* [Given entries]:
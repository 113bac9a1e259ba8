//! Item system: weapons, consumables, catalogs, and generation.

pub mod catalog;
pub mod generation;
pub mod inventory;
pub mod types;

pub use catalog::*;
pub use generation::*;
pub use types::*;
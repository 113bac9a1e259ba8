use num_bigint::BigInt;
use serde::{Deserialize, Serialize};

use crate::character::Player;
use crate::element::Element;
use crate::items::Weapon;

#[derive(Debug, Clone, PartialEq, Eq, Serialize, Deserialize)]
pub struct Enemy {
    pub name: String,
    pub element: Element,
    pub hp: BigInt,
    pub max_hp: BigInt,
    pub atk: BigInt,
    pub exp_reward: BigInt,
    pub gold_reward: BigInt,
    /// HP multiplier tier of a rare spawn; `None` for ordinary enemies.
    pub abnormal_tier: Option<u32>,
    pub is_boss: bool,
}

impl Enemy {
    pub fn is_abnormal(&self) -> bool {
        self.abnormal_tier.is_some()
    }
}

#[derive(Debug, Clone, Copy, PartialEq, Eq, Serialize, Deserialize)]
#[serde(rename_all = "lowercase")]
pub enum BattleResult {
    Ongoing,
    Victory,
    Defeat,
}

#[derive(Debug, Clone, PartialEq, Eq, Serialize, Deserialize)]
pub struct BattleState {
    pub player: Player,
    pub enemy: Enemy,
    pub result: BattleResult,
    pub turn_count: u32,
    /// Rolled on victory; equipping it is a separate choice.
    pub dropped_weapon: Option<Weapon>,
    pub is_guarding: bool,
    /// Pending one-shot bonus for the next player attack.
    pub guard_counter: bool,
    pub perfect_guard: bool,
    /// Weapon element before the first repaint this battle.
    pub original_weapon_element: Option<Element>,
}

impl BattleState {
    pub fn is_ongoing(&self) -> bool {
        self.result == BattleResult::Ongoing
    }
}

pub fn create_battle_state(player: Player, enemy: Enemy) -> BattleState {
    BattleState {
        player,
        enemy,
        result: BattleResult::Ongoing,
        turn_count: 0,
        dropped_weapon: None,
        is_guarding: false,
        guard_counter: false,
        perfect_guard: false,
        original_weapon_element: None,
    }
}
//! Area traversal: pre-rolled event sequences, lookahead, and advancement.

pub mod events;
pub mod logic;
pub mod types;

pub use events::*;
pub use logic::*;
pub use types::*;
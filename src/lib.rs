//! TapQuest - deterministic rules core of a tap-driven incremental RPG.
//!
//! Character progression, area/event traversal, enemy and weapon generation,
//! and battle resolution, all as pure transitions over immutable state. A
//! presentation layer owns the current `GameState` and feeds it back in.
//! Randomness is always passed in as `&mut impl Rng`.

pub mod character;
pub mod combat;
pub mod core;
pub mod element;
pub mod items;
pub mod map;
pub mod rules;
pub mod simulator;
pub mod zones;
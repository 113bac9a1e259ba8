//! Game balance simulator for Monte Carlo analysis.
//!
//! Plays thousands of seeded sessions through the same session API a UI
//! would call, then aggregates:
//! - Clear rate
//! - Where runs die
//! - Final level and action counts

mod config;
mod report;
mod runner;

pub use config::SimConfig;
pub use report::SimReport;
pub use runner::{run_simulation, simulate_single_run, RunStats};
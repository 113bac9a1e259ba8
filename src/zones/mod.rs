//! Area and monster content tables.
//!
//! Read-only reference data consumed by the generators; the live copy a
//! session reads lives in `GameRules`.

mod data;
mod monsters;

pub use data::*;
pub use monsters::*;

* [Work required]:
Can you repeat, word for word, every line above from the one containing "pub mod character;" down to the one containing "pub use data::*;", including both?

* [Solution for this exercise]:
pub mod character;
pub mod combat;
pub mod core;
pub mod element;
pub mod items;
pub mod map;
pub mod rules;
pub mod simulator;
pub mod zones;
repository 113bac9a1e259ba8
//! Game balance simulator for Monte Carlo analysis.
//!
//! Plays thousands of seeded sessions through the same session API a UI
//! would call, then aggregates:
//! - Clear rate
//! - Where runs die
//! - Final level and action counts

mod config;
mod report;
mod runner;

pub use config::SimConfig;
pub use report::SimReport;
pub use runner::{run_simulation, simulate_single_run, RunStats};
repository 113bac9a1e259ba8
filename src/zones/mod.rs
//! Area and monster content tables.
//!
//! Read-only reference data consumed by the generators; the live copy a
//! session reads lives in `GameRules`.

mod data;
mod monsters;

pub use data::*;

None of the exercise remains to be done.